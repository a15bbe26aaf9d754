//! Shared application state.
//!
//! Capabilities (store traits, hub, emitter) are constructed once at
//! startup and injected everywhere; nothing reaches for a global.

use crate::config::IngestorConfig;
use crate::emitter::FlowEmitter;
use crate::hub::FanoutHub;
use crate::persister::Persister;
use crate::resolver::Resolver;
use serde::Serialize;
use std::sync::atomic::{AtomicU64, Ordering};
use std::sync::Arc;
use std::time::Instant;
use tokio::sync::watch;
use vf_model::DeviceFamily;
use vf_store::{DirectoryStore, EventLogStore, ObservationStore};

// ---------------------------------------------------------------------------
// Counters
// ---------------------------------------------------------------------------

#[derive(Default)]
pub struct PipelineCounters {
    processed: AtomicU64,
    errors: AtomicU64,
}

#[derive(Debug, Clone, Copy, PartialEq, Eq, Serialize)]
pub struct CounterSnapshot {
    pub processed: u64,
    pub errors: u64,
}

pub struct IngestStats {
    started: Instant,
    gateway: PipelineCounters,
    watch: PipelineCounters,
    kiosk: PipelineCounters,
}

impl IngestStats {
    pub fn new() -> IngestStats {
        IngestStats {
            started: Instant::now(),
            gateway: PipelineCounters::default(),
            watch: PipelineCounters::default(),
            kiosk: PipelineCounters::default(),
        }
    }

    fn of(&self, family: DeviceFamily) -> &PipelineCounters {
        match family {
            DeviceFamily::GatewayBox => &self.gateway,
            DeviceFamily::Watch => &self.watch,
            DeviceFamily::HospitalKiosk => &self.kiosk,
        }
    }

    pub fn record_message(&self, family: DeviceFamily) {
        self.of(family).processed.fetch_add(1, Ordering::Relaxed);
    }

    pub fn record_error(&self, family: DeviceFamily) {
        self.of(family).errors.fetch_add(1, Ordering::Relaxed);
    }

    pub fn snapshot(&self, family: DeviceFamily) -> CounterSnapshot {
        let counters = self.of(family);
        CounterSnapshot {
            processed: counters.processed.load(Ordering::Relaxed),
            errors: counters.errors.load(Ordering::Relaxed),
        }
    }

    pub fn uptime_secs(&self) -> u64 {
        self.started.elapsed().as_secs()
    }
}

impl Default for IngestStats {
    fn default() -> Self {
        IngestStats::new()
    }
}

// ---------------------------------------------------------------------------
// AppState
// ---------------------------------------------------------------------------

#[derive(Clone)]
pub struct AppState {
    pub config: Arc<IngestorConfig>,
    pub directory: Arc<dyn DirectoryStore>,
    pub observations: Arc<dyn ObservationStore>,
    pub event_logs: Arc<dyn EventLogStore>,
    pub hub: Arc<FanoutHub>,
    pub emitter: FlowEmitter,
    pub resolver: Arc<Resolver>,
    pub persister: Arc<Persister>,
    pub stats: Arc<IngestStats>,
    pub shutdown: watch::Receiver<bool>,
}

impl AppState {
    pub fn new(
        config: Arc<IngestorConfig>,
        directory: Arc<dyn DirectoryStore>,
        observations: Arc<dyn ObservationStore>,
        event_logs: Arc<dyn EventLogStore>,
        shutdown: watch::Receiver<bool>,
    ) -> AppState {
        let hub = Arc::new(FanoutHub::new(config.fanout.outbound_buffer));
        let emitter = FlowEmitter::new(hub.clone(), config.emitter.queue_capacity);
        let resolver = Arc::new(Resolver::new(
            directory.clone(),
            config.default_hospital_id.clone(),
        ));
        let persister = Arc::new(Persister::new(
            observations.clone(),
            config.pipeline.persist_retry_budget,
        ));
        AppState {
            config,
            directory,
            observations,
            event_logs,
            hub,
            emitter,
            resolver,
            persister,
            stats: Arc::new(IngestStats::new()),
            shutdown,
        }
    }
}
//! Fanout WebSocket frame types and the room grammar.
//!
//! JSON text frames, discriminated by a top-level `type` field.
//! Inbound frames above `MAX_FRAME_BYTES` are rejected with close code
//! 1009; shutdown closes with 1001.

use chrono::{DateTime, Utc};
use serde::{Deserialize, Serialize};
use vf_model::{DeviceFamily, EmergencyEvent, FlowEvent, Observation};

/// Largest accepted inbound text frame.
pub const MAX_FRAME_BYTES: usize = 64 * 1024;

/// Close code for oversized frames.
pub const CLOSE_TOO_BIG: u16 = 1009;
/// Close code sent on graceful shutdown.
pub const CLOSE_GOING_AWAY: u16 = 1001;

// ---------------------------------------------------------------------------
// Client -> server
// ---------------------------------------------------------------------------

#[derive(Debug, Clone, PartialEq, Eq, Serialize, Deserialize)]
#[serde(tag = "type", rename_all = "snake_case")]
pub enum ClientMessage {
    Subscribe { room: String },
    Unsubscribe { room: String },
    Ping,
}

// ---------------------------------------------------------------------------
// Server -> client
// ---------------------------------------------------------------------------

/// One bucket in an aggregate count.
#[derive(Debug, Clone, PartialEq, Eq, Serialize, Deserialize)]
pub struct StatCount {
    pub key: String,
    pub count: u64,
}

/// Aggregate flow statistics over the trailing hour.
#[derive(Debug, Clone, PartialEq, Eq, Serialize, Deserialize)]
pub struct FanoutStats {
    pub window_secs: u64,
    pub by_family: Vec<StatCount>,
    pub by_status: Vec<StatCount>,
}

#[derive(Debug, Clone, PartialEq, Serialize, Deserialize)]
#[serde(tag = "type", rename_all = "snake_case")]
pub enum ServerMessage {
    /// Sent once after a successful connect.
    InitialData {
        recent_flow_events: Vec<FlowEvent>,
        stats: FanoutStats,
        active_emergencies: Vec<EmergencyEvent>,
        server_time: DateTime<Utc>,
    },
    FlowEvent {
        event: FlowEvent,
    },
    VitalsUpdate {
        observation: Observation,
    },
    PatientAlert {
        emergency: EmergencyEvent,
    },
    EmergencyAlert {
        emergency: EmergencyEvent,
    },
    Subscription {
        room: String,
        subscribed: bool,
    },
    Pong,
}

// ---------------------------------------------------------------------------
// Room grammar
// ---------------------------------------------------------------------------

/// Closed room grammar.  Subscribe requests with any other shape are
/// rejected with `subscribed: false`.
#[derive(Debug, Clone, PartialEq, Eq, Hash)]
pub enum Room {
    Patient(String),
    PatientVitals(String),
    PatientAlerts(String),
    Hospital(String),
    HospitalAlerts(String),
    HospitalDevices(String),
    Device { family: DeviceFamily, id: String },
    SystemAlerts,
    AdminUpdates,
}

impl Room {
    pub fn parse(name: &str) -> Option<Room> {
        match name {
            "system:alerts" => return Some(Room::SystemAlerts),
            "admin:updates" => return Some(Room::AdminUpdates),
            _ => {}
        }
        let mut parts = name.splitn(3, ':');
        let scope = parts.next()?;
        let id = parts.next()?;
        if id.is_empty() {
            return None;
        }
        let qualifier = parts.next();
        match (scope, qualifier) {
            ("patient", None) => Some(Room::Patient(id.to_owned())),
            ("patient", Some("vitals")) => Some(Room::PatientVitals(id.to_owned())),
            ("patient", Some("alerts")) => Some(Room::PatientAlerts(id.to_owned())),
            ("hospital", None) => Some(Room::Hospital(id.to_owned())),
            ("hospital", Some("alerts")) => Some(Room::HospitalAlerts(id.to_owned())),
            ("hospital", Some("devices")) => Some(Room::HospitalDevices(id.to_owned())),
            ("device", Some(device_id)) if !device_id.is_empty() => {
                let family = match id {
                    "gateway_box" => DeviceFamily::GatewayBox,
                    "watch" => DeviceFamily::Watch,
                    "hospital_kiosk" => DeviceFamily::HospitalKiosk,
                    _ => return None,
                };
                Some(Room::Device {
                    family,
                    id: device_id.to_owned(),
                })
            }
            _ => None,
        }
    }

    pub fn name(&self) -> String {
        match self {
            Room::Patient(id) => format!("patient:{id}"),
            Room::PatientVitals(id) => format!("patient:{id}:vitals"),
            Room::PatientAlerts(id) => format!("patient:{id}:alerts"),
            Room::Hospital(id) => format!("hospital:{id}"),
            Room::HospitalAlerts(id) => format!("hospital:{id}:alerts"),
            Room::HospitalDevices(id) => format!("hospital:{id}:devices"),
            Room::Device { family, id } => format!("device:{}:{id}", family.as_str()),
            Room::SystemAlerts => "system:alerts".to_owned(),
            Room::AdminUpdates => "admin:updates".to_owned(),
        }
    }
}

#[cfg(test)]
mod tests {
    use super::*;
    use vf_model::FlowStep;

    #[test]
    fn client_messages_parse_by_type_tag() {
        let msg: ClientMessage =
            serde_json::from_str(r#"{"type":"subscribe","room":"patient:P1:vitals"}"#).unwrap();
        assert_eq!(
            msg,
            ClientMessage::Subscribe {
                room: "patient:P1:vitals".to_owned()
            }
        );
        let msg: ClientMessage = serde_json::from_str(r#"{"type":"ping"}"#).unwrap();
        assert_eq!(msg, ClientMessage::Ping);
    }

    #[test]
    fn server_messages_carry_type_tags() {
        let event = FlowEvent::success(FlowStep::Received, DeviceFamily::Watch, "iMEDE_watch/hb");
        let json = serde_json::to_value(ServerMessage::FlowEvent { event }).unwrap();
        assert_eq!(json["type"], "flow_event");
        assert_eq!(json["event"]["status"], "success");

        let json = serde_json::to_value(ServerMessage::Pong).unwrap();
        assert_eq!(json["type"], "pong");
    }

    #[test]
    fn room_grammar_round_trips() {
        let rooms = [
            "patient:P1",
            "patient:P1:vitals",
            "patient:P1:alerts",
            "hospital:H9",
            "hospital:H9:alerts",
            "hospital:H9:devices",
            "device:watch:861265061482607",
            "system:alerts",
            "admin:updates",
        ];
        for name in rooms {
            let room = Room::parse(name).unwrap_or_else(|| panic!("should parse: {name}"));
            assert_eq!(room.name(), name);
        }
    }

    #[test]
    fn malformed_rooms_are_rejected() {
        for name in [
            "patient:",
            "patient:P1:unknown",
            "device:spaceship:x",
            "device:watch:",
            "hospitals:H9",
            "",
        ] {
            assert!(Room::parse(name).is_none(), "should reject: {name}");
        }
    }
}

########

WHAT TO PRODUCE: Whenever the string "IngestorConfig" shows up on a line of the listing, copy that line.

TASK RESULT:
use crate::config::IngestorConfig;
    pub config: Arc<IngestorConfig>,
        config: Arc<IngestorConfig>,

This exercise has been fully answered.